• _TASK DESCRIPTION_
Scan the records for the string "allow", then copy each line that has it.

INPUT MATERIAL below:

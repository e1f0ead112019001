//! End-to-end integration tests for the markdansi CLI.
//!
//! These tests run the real binary: file and stdin input, output files,
//! option flags, theme files and error reporting. Stdout is a pipe here, so
//! output is plain unless `--color` forces styling.

use assert_cmd::Command;
use predicates::prelude::*;
use std::io::Write;
use tempfile::{NamedTempFile, TempDir};

/// Get a Command for the markdansi binary.
#[allow(deprecated)]
fn markdansi_cmd() -> Command {
    let mut cmd = Command::cargo_bin("markdansi").unwrap();
    cmd.env_remove("MARKDANSI_LOG")
        .env_remove("FORCE_HYPERLINK")
        .env_remove("COLUMNS");
    cmd
}

fn no_escapes() -> impl Predicate<str> {
    predicate::str::contains("\x1b").not()
}

// =============================================================================
// Basic Usage Tests
// =============================================================================

mod basic_usage {
    use super::*;

    #[test]
    fn test_render_basic_markdown_file() {
        markdansi_cmd()
            .arg("tests/fixtures/basic.md")
            .arg("--width")
            .arg("80")
            .assert()
            .success()
            .stdout(
                "\nHello World\nThis is a basic document with a link (https://example.com).\n\n- first\n- second\n",
            );
    }

    #[test]
    fn test_render_with_in_flag() {
        markdansi_cmd()
            .arg("--in")
            .arg("tests/fixtures/basic.md")
            .assert()
            .success()
            .stdout(predicate::str::contains("Hello World"));
    }

    #[test]
    fn test_render_complex_markdown_file() {
        markdansi_cmd()
            .arg("tests/fixtures/complex.md")
            .arg("--width")
            .arg("80")
            .assert()
            .success()
            .stdout(predicate::str::contains("Complex Markdown Document"))
            .stdout(predicate::str::contains("┌ [rust]"))
            .stdout(predicate::str::contains("│ A quoted remark spanning two source lines."))
            .stdout(predicate::str::contains("[x] nested task"))
            .stdout(no_escapes());
    }

    #[test]
    fn test_render_empty_file() {
        markdansi_cmd()
            .arg("tests/fixtures/empty.md")
            .assert()
            .success()
            .stdout("");
    }

    #[test]
    fn test_width_bounds_every_line() {
        let output = markdansi_cmd()
            .arg("tests/fixtures/complex.md")
            .arg("--width")
            .arg("30")
            .output()
            .unwrap();
        assert!(output.status.success());
        let stdout = String::from_utf8(output.stdout).unwrap();
        for line in stdout.lines() {
            assert!(line.chars().count() <= 30, "{line:?}");
        }
    }

    #[test]
    fn test_no_wrap_keeps_long_lines() {
        let long_line = "word ".repeat(40);
        markdansi_cmd()
            .arg("--no-wrap")
            .write_stdin(long_line.clone())
            .assert()
            .success()
            .stdout(format!("{}\n", long_line.trim_end()));
    }
}

// =============================================================================
// Stdin Input Tests
// =============================================================================

mod stdin_input {
    use super::*;

    #[test]
    fn test_stdin_with_dash() {
        markdansi_cmd()
            .arg("-")
            .write_stdin("# From Stdin\n\nHello!")
            .assert()
            .success()
            .stdout("\nFrom Stdin\nHello!\n");
    }

    #[test]
    fn test_stdin_without_arguments() {
        markdansi_cmd()
            .write_stdin("plain *text*")
            .assert()
            .success()
            .stdout("plain text\n");
    }

    #[test]
    fn test_stdin_empty() {
        markdansi_cmd().arg("-").write_stdin("").assert().success().stdout("");
    }

    #[test]
    fn test_invalid_utf8_input_fails() {
        markdansi_cmd()
            .write_stdin(vec![b'#', b' ', 0xFF, 0xFE])
            .assert()
            .failure()
            .stderr(predicate::str::contains("markdansi: failed to read <stdin>"));
    }
}

// =============================================================================
// Output Tests
// =============================================================================

mod output_file {
    use super::*;

    #[test]
    fn test_out_writes_file() {
        let dir = TempDir::new().unwrap();
        let out = dir.path().join("out.txt");
        markdansi_cmd()
            .arg("tests/fixtures/basic.md")
            .arg("--out")
            .arg(&out)
            .assert()
            .success()
            .stdout("");
        let written = std::fs::read_to_string(&out).unwrap();
        assert!(written.contains("Hello World"));
        assert!(!written.contains('\x1b'));
    }

    #[test]
    fn test_out_with_forced_color() {
        let dir = TempDir::new().unwrap();
        let out = dir.path().join("out.txt");
        markdansi_cmd()
            .args(["tests/fixtures/basic.md", "--color", "-o"])
            .arg(&out)
            .assert()
            .success();
        let written = std::fs::read_to_string(&out).unwrap();
        assert!(written.contains("\x1b[1m"));
    }

    #[test]
    fn test_out_to_missing_directory_fails() {
        markdansi_cmd()
            .arg("tests/fixtures/basic.md")
            .arg("--out")
            .arg("/nonexistent-dir/out.txt")
            .assert()
            .failure()
            .stderr(predicate::str::contains("markdansi: failed to write"));
    }
}

// =============================================================================
// Option Flags
// =============================================================================

mod option_flags {
    use super::*;

    #[test]
    fn test_color_flag_forces_styling() {
        markdansi_cmd()
            .arg("--color")
            .write_stdin("**bold**")
            .assert()
            .success()
            .stdout("\x1b[1mbold\x1b[22m\n");
    }

    #[test]
    fn test_no_color_wins_when_last() {
        markdansi_cmd()
            .args(["--color", "--no-color"])
            .write_stdin("**bold**")
            .assert()
            .success()
            .stdout("bold\n");
    }

    #[test]
    fn test_links_need_color() {
        markdansi_cmd()
            .arg("--links")
            .write_stdin("[x](https://example.com)")
            .assert()
            .success()
            .stdout("x (https://example.com)\n");

        markdansi_cmd()
            .args(["--links", "--color"])
            .write_stdin("[x](https://example.com)")
            .assert()
            .success()
            .stdout("\x1b]8;;https://example.com\x07x\x1b]8;;\x07\n");
    }

    #[test]
    fn test_table_border_ascii() {
        markdansi_cmd()
            .args(["--table-border", "ascii"])
            .write_stdin("| a | b |\n|---|---|\n| 1 | 2 |")
            .assert()
            .success()
            .stdout("+---+---+\n| a | b |\n+---+---+\n| 1 | 2 |\n+---+---+\n");
    }

    #[test]
    fn test_table_border_rejects_unknown() {
        markdansi_cmd()
            .args(["--table-border", "double"])
            .write_stdin("x")
            .assert()
            .failure();
    }

    #[test]
    fn test_code_flags() {
        markdansi_cmd()
            .args(["--code-box=false", "--code-gutter"])
            .write_stdin("```\nfirst\nsecond\n```")
            .assert()
            .success()
            .stdout("1 first\n2 second\n");
    }

    #[test]
    fn test_list_and_quote_flags() {
        markdansi_cmd()
            .args(["--list-indent", "4", "--quote-prefix", "> "])
            .write_stdin("- a\n  - b\n\n> q")
            .assert()
            .success()
            .stdout(predicate::str::contains("    - b"))
            .stdout(predicate::str::contains("> q"));
    }

    #[test]
    fn test_invalid_width_not_number() {
        markdansi_cmd()
            .arg("tests/fixtures/basic.md")
            .arg("--width")
            .arg("abc")
            .assert()
            .failure();
    }
}

// =============================================================================
// Themes
// =============================================================================

mod themes {
    use super::*;

    #[test]
    fn test_named_theme() {
        markdansi_cmd()
            .args(["--color", "--theme", "bright"])
            .write_stdin("`code`")
            .assert()
            .success()
            .stdout(predicate::str::contains("\x1b[32mcode"));
    }

    #[test]
    fn test_unknown_theme_warns_and_renders() {
        markdansi_cmd()
            .args(["--theme", "nope"])
            .write_stdin("hello")
            .assert()
            .success()
            .stdout("hello\n")
            .stderr(predicate::str::contains("unknown theme"));
    }

    #[test]
    fn test_theme_file() {
        markdansi_cmd()
            .args(["--color", "--theme-file", "tests/fixtures/theme.json"])
            .write_stdin("# Title\n\n`x`")
            .assert()
            .success()
            .stdout(predicate::str::contains("\x1b[35m\x1b[1mTitle"))
            .stdout(predicate::str::contains("\x1b[38;2;255;136;0mx"));
    }

    #[test]
    fn test_bad_theme_file() {
        markdansi_cmd()
            .args(["--theme-file", "tests/fixtures/bad_theme.json"])
            .write_stdin("x")
            .assert()
            .failure()
            .stderr(predicate::str::contains("markdansi: invalid theme file"));
    }

    #[test]
    fn test_theme_and_theme_file_conflict() {
        markdansi_cmd()
            .args(["--theme", "dim", "--theme-file", "tests/fixtures/theme.json"])
            .write_stdin("x")
            .assert()
            .failure();
    }
}

// =============================================================================
// Error Handling Tests
// =============================================================================

mod error_handling {
    use super::*;

    #[test]
    fn test_file_not_found() {
        markdansi_cmd()
            .arg("nonexistent-file.md")
            .assert()
            .failure()
            .stderr(predicate::str::contains(
                "markdansi: failed to read nonexistent-file.md",
            ));
    }

    #[test]
    fn test_directory_instead_of_file() {
        let dir = TempDir::new().unwrap();
        markdansi_cmd().arg(dir.path()).assert().failure();
    }

    #[test]
    fn test_positional_and_in_conflict() {
        markdansi_cmd()
            .args(["a.md", "--in", "b.md"])
            .assert()
            .failure();
    }
}

// =============================================================================
// Temp File Tests
// =============================================================================

mod temp_file_tests {
    use super::*;

    #[test]
    fn test_render_unicode_content() {
        let mut temp = NamedTempFile::new().unwrap();
        writeln!(
            temp,
            "# Unicode Test\n\nEmoji: \u{1F600} Symbols: \u{2764} \u{2605}"
        )
        .unwrap();

        markdansi_cmd()
            .arg(temp.path())
            .assert()
            .success()
            .stdout(predicate::str::contains("Emoji: \u{1F600}"));
    }
}

// =============================================================================
// Live Mode
// =============================================================================

mod live_mode {
    use super::*;

    #[test]
    fn test_live_redraws_stdin() {
        markdansi_cmd()
            .arg("--live")
            .write_stdin("# Live\n\nupdating")
            .assert()
            .success()
            .stdout(predicate::str::starts_with("\x1b[?25l"))
            .stdout(predicate::str::contains("\x1b[?2026h"))
            .stdout(predicate::str::contains("\x1b[2Kupdating\n"))
            .stdout(predicate::str::ends_with("\x1b[?25h"));
    }

    #[test]
    fn test_live_rejects_output_file() {
        markdansi_cmd()
            .args(["--live", "--out", "x.txt"])
            .assert()
            .failure();
    }
}

// =============================================================================
// Closed Output
// =============================================================================

mod broken_pipe {
    use assert_cmd::cargo::CommandCargoExt;
    use std::io::Write;
    use std::process::{Command, Stdio};

    #[test]
    #[allow(deprecated)]
    fn test_closed_stdout_exits_quietly() {
        let mut child = Command::cargo_bin("markdansi")
            .unwrap()
            .env_remove("MARKDANSI_LOG")
            .stdin(Stdio::piped())
            .stdout(Stdio::piped())
            .stderr(Stdio::piped())
            .spawn()
            .unwrap();

        // Close the read end before anything is rendered.
        drop(child.stdout.take());

        // Far more output than a pipe buffer holds.
        let input = "A paragraph of markdown that renders to one line.\n\n".repeat(20_000);
        let mut stdin = child.stdin.take().unwrap();
        stdin.write_all(input.as_bytes()).unwrap();
        drop(stdin);

        let output = child.wait_with_output().unwrap();
        let stderr = String::from_utf8_lossy(&output.stderr);
        assert!(output.status.success(), "status {:?}, stderr {stderr}", output.status);
        assert!(!stderr.contains("markdansi:"), "{stderr}");
    }
}

// =============================================================================
// Help and Version Tests
// =============================================================================

mod help_version {
    use super::*;

    #[test]
    fn test_help_flag() {
        markdansi_cmd()
            .arg("--help")
            .assert()
            .success()
            .stdout(predicate::str::contains("Render markdown"))
            .stdout(predicate::str::contains("--table-border"))
            .stdout(predicate::str::contains("--width"))
            .stdout(predicate::str::contains("--live"));
    }

    #[test]
    fn test_help_short_flag() {
        markdansi_cmd()
            .arg("-h")
            .assert()
            .success()
            .stdout(predicate::str::contains("markdansi"));
    }

    #[test]
    fn test_version_flag() {
        markdansi_cmd()
            .arg("--version")
            .assert()
            .success()
            .stdout(predicate::str::contains("markdansi"));
    }
}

End of INPUT MATERIAL.

• _EXERCISE SOLUTION_
#[allow(deprecated)]
    #[allow(deprecated)]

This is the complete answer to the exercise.